TRY IT - An exact copy of every record is the expected answer.
++++ TASK MATERIAL ++++
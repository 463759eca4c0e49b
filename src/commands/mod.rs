//! # Command System
//!
//! Wake-word gated text commands for the assistant.
//!
//! - **Version**: 3.0.0
//! - **Since**: 0.2.0
//! - **Toggleable**: false
//!
//! ## Changelog
//! - 3.0.0: Ordered pattern table producing tagged commands, reminder replies
//! - 2.0.0: Single handler entry point returning reply text
//! - 1.0.0: Initial command parsing

pub mod handler;
pub mod parser;

pub use handler::{format_active, CommandHandler};
pub use parser::{parse, parse_body, strip_wake_word, Command};
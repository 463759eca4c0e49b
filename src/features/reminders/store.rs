//! # Reminder Store
//!
//! Reminder operations over a shared `ReminderBackend`. Nothing is cached:
//! every read reloads the document, and every mutation is a backend `update`
//! that reloads, changes and writes back in one exclusive step, so writes from
//! the assistant and the standby service never overwrite each other.
//!
//! - **Version**: 1.1.0
//! - **Since**: 0.5.0
//!
//! ## Changelog
//! - 1.1.0: Mutations go through transactional backend updates
//! - 1.0.0: Load, save, add, list and delete over a backend

use anyhow::{anyhow, Result};
use log::{info, warn};
use std::sync::Arc;

use super::backend::{Mutation, ReminderBackend};
use super::model::{Reminder, ReminderSet};
use crate::core::Clock;

#[derive(Clone)]
pub struct ReminderStore {
    backend: Arc<dyn ReminderBackend>,
    clock: Arc<dyn Clock>,
}

impl ReminderStore {
    pub fn new(backend: Arc<dyn ReminderBackend>, clock: Arc<dyn Clock>) -> Self {
        Self { backend, clock }
    }

    pub fn clock(&self) -> &Arc<dyn Clock> {
        &self.clock
    }

    /// Load the full collection. Read failures degrade to an empty set.
    pub async fn load(&self) -> ReminderSet {
        match self.backend.load().await {
            Ok(set) => set,
            Err(e) => {
                warn!("Failed to load reminders, starting empty: {e:#}");
                ReminderSet::default()
            }
        }
    }

    /// Replace the persisted collection
    pub async fn save(&self, set: &ReminderSet) -> Result<()> {
        self.update(Box::new(|current: &mut ReminderSet| {
            *current = set.clone();
            true
        }))
        .await
        .map(|_| ())
    }

    /// Apply `mutation` to the freshly loaded collection and persist it
    pub async fn update(&self, mutation: Mutation<'_>) -> Result<ReminderSet> {
        self.backend.update(mutation).await
    }

    /// Create a reminder due `minutes` from now and persist it
    pub async fn add(&self, minutes: u32, text: &str) -> Result<Reminder> {
        let now_millis = self.clock.now_millis();
        let mut created = None;

        self.update(Box::new(|set: &mut ReminderSet| {
            let reminder = Reminder {
                id: set.next_id(now_millis),
                due: now_millis.div_euclid(1000) + i64::from(minutes) * 60,
                text: text.to_string(),
                done: false,
            };
            set.reminders.push(reminder.clone());
            created = Some(reminder);
            true
        }))
        .await?;

        let reminder = created.ok_or_else(|| anyhow!("Reminder was not created"))?;
        info!(
            "Created reminder {} due at {} ({} min)",
            reminder.id, reminder.due, minutes
        );
        Ok(reminder)
    }

    /// Records with `done = false`, in stored order
    pub async fn list_active(&self) -> Vec<Reminder> {
        self.load().await.active().cloned().collect()
    }

    /// Tombstone the `index`-th active reminder (1-based).
    ///
    /// Returns `Ok(false)` without writing when the index is out of range.
    pub async fn delete_by_index(&self, index: usize) -> Result<bool> {
        let mut deleted = None;

        self.update(Box::new(|set: &mut ReminderSet| {
            let Some(pos) = set.position_of_active(index) else {
                return false;
            };
            set.reminders[pos].done = true;
            deleted = Some(set.reminders[pos].id);
            true
        }))
        .await?;

        match deleted {
            Some(id) => {
                info!("Deleted reminder {id} (#{index})");
                Ok(true)
            }
            None => Ok(false),
        }
    }
}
++++
YOUR RESPONSE -
repository 463759eca4c0e49b
filename src/commands/mod.rs
//! # Command System
//!
//! Wake-word gated text commands for the assistant.
//!
//! - **Version**: 3.0.0
//! - **Since**: 0.2.0
//! - **Toggleable**: false
//!
//! ## Changelog
//! - 3.0.0: Ordered pattern table producing tagged commands, reminder replies
//! - 2.0.0: Single handler entry point returning reply text
//! - 1.0.0: Initial command parsing

pub mod handler;
pub mod parser;

pub use handler::{format_active, CommandHandler};
pub use parser::{parse, parse_body, strip_wake_word, Command};
repository 463759eca4c0e49b
filename src/features/reminders/store.rs
//! # Reminder Store
//!
//! Reminder operations over a shared `ReminderBackend`. Nothing is cached:
//! every read reloads the document, and every mutation is a backend `update`
//! that reloads, changes and writes back in one exclusive step, so writes from
//! the assistant and the standby service never overwrite each other.
//!
//! - **Version**: 1.1.0
//! - **Since**: 0.5.0
//!
//! ## Changelog
//! - 1.1.0: Mutations go through transactional backend updates
//! - 1.0.0: Load, save, add, list and delete over a backend

use anyhow::{anyhow, Result};
use log::{info, warn};
use std::sync::Arc;

use super::backend::{Mutation, ReminderBackend};
use super::model::{Reminder, ReminderSet};
use crate::core::Clock;

#[derive(Clone)]
pub struct ReminderStore {
    backend: Arc<dyn ReminderBackend>,
    clock: Arc<dyn Clock>,
}

impl ReminderStore {
    pub fn new(backend: Arc<dyn ReminderBackend>, clock: Arc<dyn Clock>) -> Self {
        Self { backend, clock }
    }

    pub fn clock(&self) -> &Arc<dyn Clock> {
        &self.clock
    }

    /// Load the full collection. Read failures degrade to an empty set.
    pub async fn load(&self) -> ReminderSet {
        match self.backend.load().await {
            Ok(set) => set,
            Err(e) => {
                warn!("Failed to load reminders, starting empty: {e:#}");
                ReminderSet::default()
            }
        }
    }

    /// Replace the persisted collection
    pub async fn save(&self, set: &ReminderSet) -> Result<()> {
        self.update(Box::new(|current: &mut ReminderSet| {
            *current = set.clone();
            true
        }))
        .await
        .map(|_| ())
    }

    /// Apply `mutation` to the freshly loaded collection and persist it
    pub async fn update(&self, mutation: Mutation<'_>) -> Result<ReminderSet> {
        self.backend.update(mutation).await
    }

    /// Create a reminder due `minutes` from now and persist it
    pub async fn add(&self, minutes: u32, text: &str) -> Result<Reminder> {
        let now_millis = self.clock.now_millis();
        let mut created = None;

        self.update(Box::new(|set: &mut ReminderSet| {
            let reminder = Reminder {
                id: set.next_id(now_millis),
                due: now_millis.div_euclid(1000) + i64::from(minutes) * 60,
                text: text.to_string(),
                done: false,
            };
            set.reminders.push(reminder.clone());
            created = Some(reminder);
            true
        }))
        .await?;

        let reminder = created.ok_or_else(|| anyhow!("Reminder was not created"))?;
        info!(
            "Created reminder {} due at {} ({} min)",
            reminder.id, reminder.due, minutes
        );
        Ok(reminder)
    }

    /// Records with `done = false`, in stored order
    pub async fn list_active(&self) -> Vec<Reminder> {
        self.load().await.active().cloned().collect()
    }

    /// Tombstone the `index`-th active reminder (1-based).
    ///
    /// Returns `Ok(false)` without writing when the index is out of range.
    pub async fn delete_by_index(&self, index: usize) -> Result<bool> {
        let mut deleted = None;

        self.update(Box::new(|set: &mut ReminderSet| {
            let Some(pos) = set.position_of_active(index) else {
                return false;
            };
            set.reminders[pos].done = true;
            deleted = Some(set.reminders[pos].id);
            true
        }))
        .await?;

        match deleted {
            Some(id) => {
                info!("Deleted reminder {id} (#{index})");
                Ok(true)
            }
            None => Ok(false),
        }
    }
}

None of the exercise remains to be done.